Gak bakal ada yang pergi
Waktu menunjukan pukul dua siang, dan benar saja, hari ini Haikal pulang cepat.
Haikal buru-buru turun sesaat setelah ia sampai di rumahnya.
“Aku pulang,” ucap Haikal sedikit berteriak sambil membuka pintu.
“Yayah!” Caca yang tadinya tengah menonton televisi tiba-tiba saja berlari ke arah Haikal sambil merentangan tangannya membuat Haikal berjongkok dan memeluknya.
“Aduh, cantiknya ayah,” ucap Haikal memeluk Caca kemudian mengecupnya.
Caca terkekeh, ia kemudian mengalungkan tangannya ke leher Haikal, meminta agar Haikal menggendongnya.

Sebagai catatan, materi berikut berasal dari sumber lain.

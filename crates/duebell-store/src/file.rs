//! File-based store — a JSON snapshot of tasks and subscriptions.
//! Human-readable, handy for local runs. Re-read on every query so edits
//! between invocations are picked up.

use async_trait::async_trait;
use chrono::{DateTime, Utc};
use duebell_core::error::{DuebellError, Result};
use duebell_core::traits::TaskStore;
use duebell_core::types::{Subscription, Task, order_subscriptions, order_tasks};
use serde::{Deserialize, Serialize};
use std::path::{Path, PathBuf};

/// Snapshot layout: `{ "tasks": [...], "subscriptions": [...] }`.
#[derive(Debug, Clone, Default, Serialize, Deserialize)]
pub struct Snapshot {
    #[serde(default)]
    pub tasks: Vec<SnapshotTask>,
    #[serde(default)]
    pub subscriptions: Vec<Subscription>,
}

/// A task as written in the snapshot; the link is by subscription ID.
#[derive(Debug, Clone, Serialize, Deserialize)]
pub struct SnapshotTask {
    pub id: String,
    pub name: String,
    #[serde(default)]
    pub due_at: Option<DateTime<Utc>>,
    #[serde(default)]
    pub subscription_id: Option<String>,
}

/// JSON-file task store.
pub struct FileStore {
    path: PathBuf,
}

impl FileStore {
    pub fn new(path: &Path) -> Self {
        Self {
            path: path.to_path_buf(),
        }
    }

    /// Write a snapshot to disk.
    pub fn save(&self, snapshot: &Snapshot) -> Result<()> {
        if let Some(parent) = self.path.parent() {
            std::fs::create_dir_all(parent)?;
        }
        let json = serde_json::to_string_pretty(snapshot)?;
        std::fs::write(&self.path, json)?;
        tracing::debug!("💾 Saved snapshot to {}", self.path.display());
        Ok(())
    }

    /// Load the snapshot. A missing file is a store failure, not an empty store.
    pub fn load(&self) -> Result<Snapshot> {
        let json = std::fs::read_to_string(&self.path).map_err(|e| {
            DuebellError::StoreUnavailable(format!("Read {}: {e}", self.path.display()))
        })?;
        serde_json::from_str(&json).map_err(|e| {
            DuebellError::StoreUnavailable(format!("Parse {}: {e}", self.path.display()))
        })
    }
}

#[async_trait]
impl TaskStore for FileStore {
    fn name(&self) -> &str {
        "file"
    }

    async fn due_tasks(&self, now: DateTime<Utc>) -> Result<Vec<Task>> {
        let snapshot = self.load()?;
        let mut tasks: Vec<Task> = snapshot
            .tasks
            .iter()
            .filter(|t| t.due_at.is_some_and(|due| due <= now))
            .map(|t| Task {
                id: t.id.clone(),
                name: t.name.clone(),
                due_at: t.due_at,
                subscription: t.subscription_id.as_ref().and_then(|sid| {
                    snapshot.subscriptions.iter().find(|s| &s.id == sid).cloned()
                }),
            })
            .collect();
        order_tasks(&mut tasks);
        Ok(tasks)
    }

    async fn subscriptions(&self) -> Result<Vec<Subscription>> {
        let mut subscriptions = self.load()?.subscriptions;
        order_subscriptions(&mut subscriptions);
        Ok(subscriptions)
    }
}
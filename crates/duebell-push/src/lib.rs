//! # Duebell Push
//!
//! Web Push delivery: VAPID-signed, aes128gcm-encrypted messages sent to the
//! endpoint a browser handed out when it subscribed.

pub mod transport;

pub use transport::WebPushTransport;
#[cfg(test)]
mod tests {
    use super::*;
    use std::collections::HashMap;

    const PUBLIC_KEY: &str =
        "BMjQIp55pdbU8pfCBKyXcZjlmER_mXt5LqNrN1hrXbdBS5EnhIbMu3Au-RV53iIpztzNXkGI56BFB1udQ8Bq_H4";
    const PRIVATE_KEY: &str = "IQ9Ur0ykXoHS9gzfYX0aBjy9lvdrjx_PFUXmie9YRcY";

    fn env(pairs: &[(&str, &str)]) -> HashMap<String, String> {
        pairs
            .iter()
            .map(|(k, v)| (k.to_string(), v.to_string()))
            .collect()
    }

    fn full_env() -> HashMap<String, String> {
        env(&[
            (ENV_STORE_URL, "https://abc.supabase.co/"),
            (ENV_STORE_KEY, "service-key"),
            (ENV_VAPID_PUBLIC_KEY, PUBLIC_KEY),
            (ENV_VAPID_PRIVATE_KEY, PRIVATE_KEY),
            (ENV_VAPID_SUBJECT, "mailto:ops@example.com"),
        ])
    }

    fn resolve(vars: &HashMap<String, String>) -> Result<DuebellConfig> {
        DuebellConfig::from_lookup(DispatchConfig::default(), |k| vars.get(k).cloned())
    }

    #[test]
    fn test_default_dispatch_config() {
        let config = DispatchConfig::default();
        assert_eq!(config.policy, SubscriptionPolicy::Linked);
        assert_eq!(config.tag_mode, TagMode::TaskId);
        assert_eq!(config.send_timeout_secs, 10);
        assert_eq!(config.icon, "/icons/Icon-192.png");
    }

    #[test]
    fn test_dispatch_config_from_toml() {
        let config: DispatchConfig = toml::from_str(
            r#"
            policy = "broadcast"
            tag_mode = "task_id_and_due"
            title_mode = "task_name"
            max_concurrency = 4
            "#,
        )
        .unwrap();
        assert_eq!(config.policy, SubscriptionPolicy::Broadcast);
        assert_eq!(config.tag_mode, TagMode::TaskIdAndDue);
        assert_eq!(config.title_mode, TitleMode::TaskName);
        assert_eq!(config.max_concurrency, 4);
        assert_eq!(config.title, "Task Reminder");
    }

    #[test]
    fn test_missing_fields_use_defaults() {
        let config: DispatchConfig = toml::from_str("").unwrap();
        assert_eq!(config.ttl_secs, 86_400);
        assert_eq!(config.body_prefix, "Time to do");
    }

    #[test]
    fn test_full_env_resolves() {
        let config = resolve(&full_env()).unwrap();
        assert_eq!(
            config.store,
            StoreLocation::Rest { url: "https://abc.supabase.co".into() }
        );
        assert_eq!(config.store_key, "service-key");
        assert_eq!(config.vapid.subject, "mailto:ops@example.com");
    }

    #[test]
    fn test_missing_values_are_all_reported() {
        let mut vars = full_env();
        vars.remove(ENV_VAPID_SUBJECT);
        vars.insert(ENV_STORE_KEY.into(), "   ".into());

        let err = resolve(&vars).unwrap_err();
        let message = err.to_string();
        assert!(matches!(err, DuebellError::ConfigIncomplete(_)));
        assert!(message.contains(ENV_VAPID_SUBJECT));
        assert!(message.contains(ENV_STORE_KEY));
        assert!(!message.contains(ENV_VAPID_PUBLIC_KEY));
    }

    #[test]
    fn test_supabase_aliases() {
        let mut vars = full_env();
        vars.remove(ENV_STORE_URL);
        vars.remove(ENV_STORE_KEY);
        vars.insert(ENV_SUPABASE_URL.into(), "https://xyz.supabase.co".into());
        vars.insert(ENV_SUPABASE_KEY.into(), "legacy-key".into());

        let config = resolve(&vars).unwrap();
        assert_eq!(config.store_key, "legacy-key");
    }

    #[test]
    fn test_subject_must_be_contact() {
        let mut vars = full_env();
        vars.insert(ENV_VAPID_SUBJECT.into(), "ops@example.com".into());
        assert!(matches!(resolve(&vars), Err(DuebellError::ConfigIncomplete(_))));
    }

    #[test]
    fn test_malformed_vapid_keys_rejected() {
        let mut vars = full_env();
        vars.insert(ENV_VAPID_PRIVATE_KEY.into(), "short".into());
        assert!(resolve(&vars).is_err());

        let mut vars = full_env();
        vars.insert(ENV_VAPID_PUBLIC_KEY.into(), PRIVATE_KEY.into());
        assert!(resolve(&vars).is_err());
    }

    #[test]
    fn test_env_overrides_dispatch() {
        let mut vars = full_env();
        vars.insert("DUEBELL_POLICY".into(), "Broadcast".into());
        vars.insert("DUEBELL_SEND_TIMEOUT_SECS".into(), "3".into());
        let config = resolve(&vars).unwrap();
        assert_eq!(config.dispatch.policy, SubscriptionPolicy::Broadcast);
        assert_eq!(config.dispatch.send_timeout_secs, 3);

        vars.insert("DUEBELL_POLICY".into(), "sometimes".into());
        assert!(resolve(&vars).is_err());
    }

    #[test]
    fn test_env_overrides_display_strings() {
        let mut vars = full_env();
        vars.insert("DUEBELL_TITLE".into(), "Chores".into());
        vars.insert("DUEBELL_BODY_PREFIX".into(), "Don't forget".into());
        vars.insert("DUEBELL_ICON".into(), "/icons/bell.png".into());
        vars.insert("DUEBELL_BADGE".into(), "".into());
        let config = resolve(&vars).unwrap();
        assert_eq!(config.dispatch.title, "Chores");
        assert_eq!(config.dispatch.body_prefix, "Don't forget");
        assert_eq!(config.dispatch.icon, "/icons/bell.png");
        assert_eq!(config.dispatch.badge, "");

        vars.insert("DUEBELL_TITLE".into(), "  ".into());
        vars.remove("DUEBELL_BADGE");
        let config = resolve(&vars).unwrap();
        assert_eq!(config.dispatch.title, "Task Reminder");
        assert_eq!(config.dispatch.badge, "/icons/Icon-192.png");
    }

    fn temp_config(name: &str, contents: &str) -> (PathBuf, PathBuf) {
        let dir = std::env::temp_dir().join(format!("duebell-config-{name}"));
        std::fs::remove_dir_all(&dir).ok();
        std::fs::create_dir_all(&dir).unwrap();
        let path = dir.join("config.toml");
        std::fs::write(&path, contents).unwrap();
        (dir, path)
    }

    #[test]
    fn test_load_from_file() {
        let (dir, path) = temp_config("ok", "policy = \"broadcast\"\nsend_timeout_secs = 5\n");
        let config = DispatchConfig::load_from(&path).unwrap();
        assert_eq!(config.policy, SubscriptionPolicy::Broadcast);
        assert_eq!(config.send_timeout_secs, 5);
        assert_eq!(config.title, "Task Reminder");
        std::fs::remove_dir_all(&dir).ok();
    }

    #[test]
    fn test_malformed_file_is_config_incomplete() {
        let (dir, path) = temp_config("malformed", "policy = [unterminated");
        let err = DispatchConfig::load_from(&path).unwrap_err();
        assert!(matches!(err, DuebellError::ConfigIncomplete(_)));

        std::fs::write(&path, "policy = \"sometimes\"").unwrap();
        assert!(matches!(
            DispatchConfig::load_from(&path),
            Err(DuebellError::ConfigIncomplete(_))
        ));
        std::fs::remove_dir_all(&dir).ok();
    }

    #[test]
    fn test_missing_explicit_file_is_config_incomplete() {
        let err = DispatchConfig::load_from(Path::new("/nonexistent/duebell/config.toml")).unwrap_err();
        assert!(matches!(err, DuebellError::ConfigIncomplete(ref m) if m.contains("Failed to read")));
    }

    #[test]
    fn test_zero_concurrency_rejected() {
        let mut vars = full_env();
        vars.insert("DUEBELL_MAX_CONCURRENCY".into(), "0".into());
        assert!(resolve(&vars).is_err());
    }

    #[test]
    fn test_store_location_schemes() {
        assert_eq!(
            StoreLocation::parse("sqlite:///var/lib/duebell.db").unwrap(),
            StoreLocation::Sqlite { path: PathBuf::from("/var/lib/duebell.db") }
        );
        assert_eq!(
            StoreLocation::parse("file://./snapshot.json").unwrap(),
            StoreLocation::File { path: PathBuf::from("./snapshot.json") }
        );
        assert!(StoreLocation::parse("ftp://example.com").is_err());
    }

    #[test]
    fn test_debug_redacts_private_key() {
        let config = resolve(&full_env()).unwrap();
        let printed = format!("{:?}", config.vapid);
        assert!(!printed.contains(PRIVATE_KEY));
        assert!(printed.contains("<redacted>"));
    }

    #[test]
    fn test_home_dir() {
        let home = DispatchConfig::home_dir();
        assert!(home.to_string_lossy().contains("duebell"));
    }
}
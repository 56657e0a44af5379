//! Per-send reports rolled into one run summary.

use chrono::{DateTime, Utc};
use duebell_core::types::DeliveryOutcome;
use serde::Serialize;

/// Outcome of one (task, subscription) send.
#[derive(Debug, Clone, PartialEq, Serialize)]
pub struct DeliveryReport {
    pub task_id: String,
    pub subscription_id: String,
    #[serde(flatten)]
    pub outcome: DeliveryOutcome,
}

/// Why a due task produced no sends.
#[derive(Debug, Clone, PartialEq, Serialize)]
#[serde(tag = "reason", content = "detail", rename_all = "snake_case")]
pub enum SkipReason {
    NoSubscription,
    ResolveFailed(String),
}

#[derive(Debug, Clone, PartialEq, Serialize)]
pub struct SkippedTask {
    pub task_id: String,
    #[serde(flatten)]
    pub reason: SkipReason,
}

/// What one invocation did. The only observable side effect besides the sends.
#[derive(Debug, Clone, Default, Serialize)]
pub struct RunSummary {
    pub now: DateTime<Utc>,
    pub dry_run: bool,
    pub due_task_count: usize,
    pub attempted_count: usize,
    pub sent_count: usize,
    /// Every non-delivered send.
    pub failures: Vec<DeliveryReport>,
    pub skipped: Vec<SkippedTask>,
    /// Subscriptions whose endpoint is gone or unparseable, each listed once.
    pub prunable: Vec<String>,
    pub duration_ms: u64,
}

impl RunSummary {
    pub fn new(now: DateTime<Utc>, due_task_count: usize, dry_run: bool) -> Self {
        Self {
            now,
            dry_run,
            due_task_count,
            ..Default::default()
        }
    }

    pub fn skip(&mut self, task_id: &str, reason: SkipReason) {
        self.skipped.push(SkippedTask {
            task_id: task_id.to_string(),
            reason,
        });
    }

    pub fn record(&mut self, report: DeliveryReport) {
        self.attempted_count += 1;
        if report.outcome.is_delivered() {
            self.sent_count += 1;
            return;
        }
        if report.outcome.is_permanent() && !self.prunable.contains(&report.subscription_id) {
            self.prunable.push(report.subscription_id.clone());
        }
        self.failures.push(report);
    }

    pub fn transient_count(&self) -> usize {
        self.failures.iter().filter(|r| !r.outcome.is_permanent()).count()
    }

    pub fn permanent_count(&self) -> usize {
        self.failures.iter().filter(|r| r.outcome.is_permanent()).count()
    }

    /// One-line form for the final log message.
    pub fn headline(&self) -> String {
        format!(
            "{} due, {} attempted, {} delivered, {} transient, {} invalid, {} skipped",
            self.due_task_count,
            self.attempted_count,
            self.sent_count,
            self.transient_count(),
            self.permanent_count(),
            self.skipped.len()
        )
    }
}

“Kok udah pulang?” Tiba-tiba saja Ralita datang dari arah dapur sambil membawa sebuah piring berisi potongan buah mangga.
“Kan udah aku bilang tadi,” ucap Haikal.
Ralita kemudian duduk di sofa depan televisi, diikuti Haikal yang duduk tak jauh dari Ralita.
Ralita terkekeh. “Sini, duduk disini aja,” ucap Ralita sambil menepuk tempat kosong disebelahnya.
“Udah gak ngerasa bau?” Tanya Haikal.
“Sedikit, tapi gapapa kok. Sini, kangen,” ucap Ralita yang membuat Haikal tersenyum, kemudian Haikal menurunkan Caca dari pangukuannya, dan ia beranjak duduk di samping Ralita.
Tanpa aba-aba, Haikal memeluk Ralita. Sebab sudah hampir seminggu Ralita tidak ingin Haikal mendekatinya.
“Kangen banget.”
Ralita tertawa sambil mengusap pundak Haikal.
“Maaf ya, bawaan adeknya,” ucap Ralita memeluk Haikal erat.
Hanya tersengar suara televisi dan Caca yang tengah bernyanyi mengikuti apa yang tengah televisi itu tayangkan.
Haikal menatap Ralita. “Kenapa?” Tanya Haikal.
“Apa?”
“Murung.”
Ralita terdiam sejenak sebelum akhirnya ia kembali memeluk Haikal.
“Takut sedikit aja. Maaf bikin khawatir.”
Haikal menghela napasnya. “Takut apa? Apa yang ditakutin?”
“Haikal ...”
“Iya apa?”
“Jangan kemana-mana ya. Kalo aku ada salah jangan kemana-mana, kalo kamu ngerasa bosen atau banyak hal yang bikin kamu mulai gak nyaman sama aku, jangan kemana-mana ya,” lirih Ralita.
Dalam pelukan itu Haikal kembali menghela napasnya pelan.
“Jangan banyak takutnya, Ta. Berapa tahun aku nunggu kamu? Aku gak akan sebodoh itu buat lepasin kamu.”
Ralita mengeratkan pelukannya.
“Maaf ya cantik, buat kejadian tempo lalu, maaf jadi bikin kamu mikirin banyak hal yang gak baik,” ucap Haikal kemudian mengecup pucuk kepala Ralita.
“Kita sama-sama disini, gak bakalan ada yang pergi, ok?”
Ralita mengangguk pelan membuat Haikal terkekeh.
Haikal menatap Ralita, kemudian jemarinya bergerak mengusap perut yang sudah membuncit itu.
“Adek, marahin aja ibumu ini, biar gak mikirin hal yang aneh-an—“ belum sempat Haikal menyelesaikan kalimatnya, tiba-tiba saja ia dikagetkan dengan sebuah tendangan yang berasal dari perut Ralita.
“Eh, nendang. ADEK NENDANG HAHA,” Haikal tertawa.
“Kakak sini, adeknya mau main sini cepet,” ucap Haikal pada Caca yang langsung membuat Caca turun dari sofa dan menghampiri Ralita juga Haikal.
“Adeknya gelak, yah?” Tanya Caca dibalas anggukan oleh Haikal.
Ralita terkekeh, kemudian ia mengarahkan tangah Caca ke perutnya.
“IH ADEK GELAK-GELAK!” Caca berteriak senang, membuat Haikla dan Ralita tetawa.
Haikal menatap Ralita, Caca dan juga calon anaknya secara bergantian. Kemudian setelah itu, Haikal menarik Ralita dan Caca agar masuk ke dalam pelukannya.
“Kesayangan ayah, sehat-sehat ya kalian,” ucap Haikal mengecup mereka berdua secara bergantian.